Почему его просто не отпустили на похороны – ведь ему оставалось сидеть всего четыре дня?

Когда Генри услышал об этом, он пошел к нему и сказал, что ему нужно еще раз поговорить с начальством. Он так и сделал, но Мистер Эмпатия велел ему отвалить, поэтому заключенный бросил в него стул, за что его и заперли, пока капеллан не узнал. Генри привел его в часовню, чтобы немного успокоить.

Когда я встретил этого парня, то удивился: такой скромный, вежливый и уважительный. Но он был буквально раздавлен. Затем пришел недоумок номер два, еще один офицер, который плохо относился к заключенным. Он сказал, что будет командовать, пока я прикован к заключенному. У нас уже был шофер и еще третий офицер – не знаю, зачем было нужно работать вчетвером. Вряд ли тот парень был Йоркширским потрошителем.

Водитель предупредил нас, что мы попадем в пробку и можем опоздать.

– Плевать, – сказал тот засранец, вообще не способный к сочувствию. – Если мы опоздаем, значит, опоздаем. Это не мои похороны.

Как вообще можно было такое сказать? Парень всхлипывал. К счастью, мы прибыли вовремя, и этот придурок в фургоне.

Нас встретил священник, представился, и мы пошли к могиле. Там была девушка, подруга заключенного. Думаю, они на самом деле были влюблены. Ужасно грустно: пришло меньше десятка человек, включая нас. Прозвучало что-то вроде проповеди. Гроб вызвал у меня слезы. Такой крошечный, очень печальное зрелище. Краем уха я слышал, как этот недоумок в фургоне покуривает и смеется невыносимо громко. Гроб опустили в землю, никаких объятий между парнем и девушкой, очень торжественное дело. Мы ехали обратно молча, и только Мистер Трепло постоянно нарушал тишину.

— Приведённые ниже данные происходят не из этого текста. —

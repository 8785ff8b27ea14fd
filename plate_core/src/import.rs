use crate::ReactionRecord;
use crate::error::{ImportError, RowError};

/// Parse tab-separated clipboard text into reaction records.
///
/// Two columns read as `name, primer`; three or more as
/// `position, name, primer`. A `;`-separated primer cell expands into one
/// record per primer. `/` in sample names becomes `-`. Blank lines are
/// skipped. Any bad row rejects the whole paste.
pub fn parse_clipboard(text: &str) -> Result<Vec<ReactionRecord>, ImportError> {
    let mut records = Vec::new();
    let mut bad = Vec::new();

    for (i, line) in text.lines().enumerate() {
        let cells: Vec<&str> = line.split('\t').map(str::trim).collect();
        if cells.iter().all(|c| c.is_empty()) {
            continue;
        }

        let (position, name, primers) = match cells.as_slice() {
            [name] => (None, *name, ""),
            [name, primers] => (None, *name, *primers),
            [position, name, primers, ..] => (Some(*position), *name, *primers),
            [] => continue,
        };

        let line = i + 1;
        let name = name.replace('/', "-");
        if name.is_empty() {
            bad.push(RowError {
                line,
                reason: "missing sample name".into(),
            });
            continue;
        }

        let primers: Vec<&str> = primers
            .split(';')
            .map(str::trim)
            .filter(|p| !p.is_empty())
            .collect();
        if primers.is_empty() {
            bad.push(RowError {
                line,
                reason: format!("missing primer for '{name}'"),
            });
            continue;
        }

        let position = position.filter(|p| !p.is_empty());
        for primer in primers {
            let mut rec = ReactionRecord::new(name.clone(), primer);
            if let Some(p) = position {
                rec = rec.at(p);
            }
            records.push(rec);
        }
    }

    if !bad.is_empty() {
        tracing::info!(rows = bad.len(), "paste rejected");
        return Err(ImportError::InvalidRows { rows: bad });
    }
    if records.is_empty() {
        return Err(ImportError::Empty);
    }
    tracing::debug!(records = records.len(), "clipboard parsed");
    Ok(records)
}

#[cfg(test)]
mod tests {
    use super::*;

    #[test]
    fn two_columns_are_name_and_primer() -> anyhow::Result<()> {
        let recs = parse_clipboard("S1\tP1\nS2\tP2\n")?;
        assert_eq!(
            recs,
            [ReactionRecord::new("S1", "P1"), ReactionRecord::new("S2", "P2")]
        );
        Ok(())
    }

    #[test]
    fn three_columns_carry_a_source_position() -> anyhow::Result<()> {
        let recs = parse_clipboard("A1\tS1\tP1\r\nB1\tS2\tP2")?;
        assert_eq!(recs[0], ReactionRecord::new("S1", "P1").at("A1"));
        assert_eq!(recs[1].position.as_deref(), Some("B1"));
        Ok(())
    }

    #[test]
    fn primer_lists_expand_and_slashes_become_dashes() -> anyhow::Result<()> {
        let recs = parse_clipboard("Sample/1\tP1; P2;\n")?;
        assert_eq!(
            recs,
            [
                ReactionRecord::new("Sample-1", "P1"),
                ReactionRecord::new("Sample-1", "P2"),
            ]
        );
        Ok(())
    }

    #[test]
    fn blank_lines_are_skipped() -> anyhow::Result<()> {
        let recs = parse_clipboard("\n\nS1\tP1\n\t\n")?;
        assert_eq!(recs.len(), 1);
        Ok(())
    }

    #[test]
    fn bad_rows_reject_the_whole_paste() {
        let err = parse_clipboard("S1\tP1\n\tP2\nS3\n").unwrap_err();
        let ImportError::InvalidRows { rows } = err else {
            panic!("expected invalid rows, got {err:?}");
        };
        assert_eq!(rows.iter().map(|r| r.line).collect::<Vec<_>>(), [2, 3]);
    }

    #[test]
    fn empty_paste_is_an_error() {
        assert_eq!(parse_clipboard("  \n\n"), Err(ImportError::Empty));
    }
}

Когда мы вернулись, уже было время ужина, и старший офицер в приемке сказал мне, что парню нужно вернуться в крыло на перекличку.

– Послушай, – сказал я, – он только что похоронил свою шестимесячную дочь. Давай посадим его в камеру, напоим чаем и дадим ему еще немного времени здесь.

Мы так и сделали.

К моменту четвертых похорон я уже был, можно сказать, экспертом по подобному сопровождению. Дежурным был тот самый офицер, который передал Квиггерса, коматозника, в госпиталь, а затем отправился на плотный английский завтрак. Парень во время его первого сопровождения был в наручниках, а за рулем сидел Дерганый Боб, водитель. Зэк был жилистым ублюдком, которого я четыре раза сдерживал в Форест-Бэнке и «Манчестере». К пятидесяти годам у этого тупоголового рецидивиста за плечами было тридцать приговоров, он был просто ходячий источник проблем, и Любитель Завтраков хотел, чтобы мои руки были свободны – на всякий случай. Но сегодня заключенный вел себя смирно. Это были похороны его отца.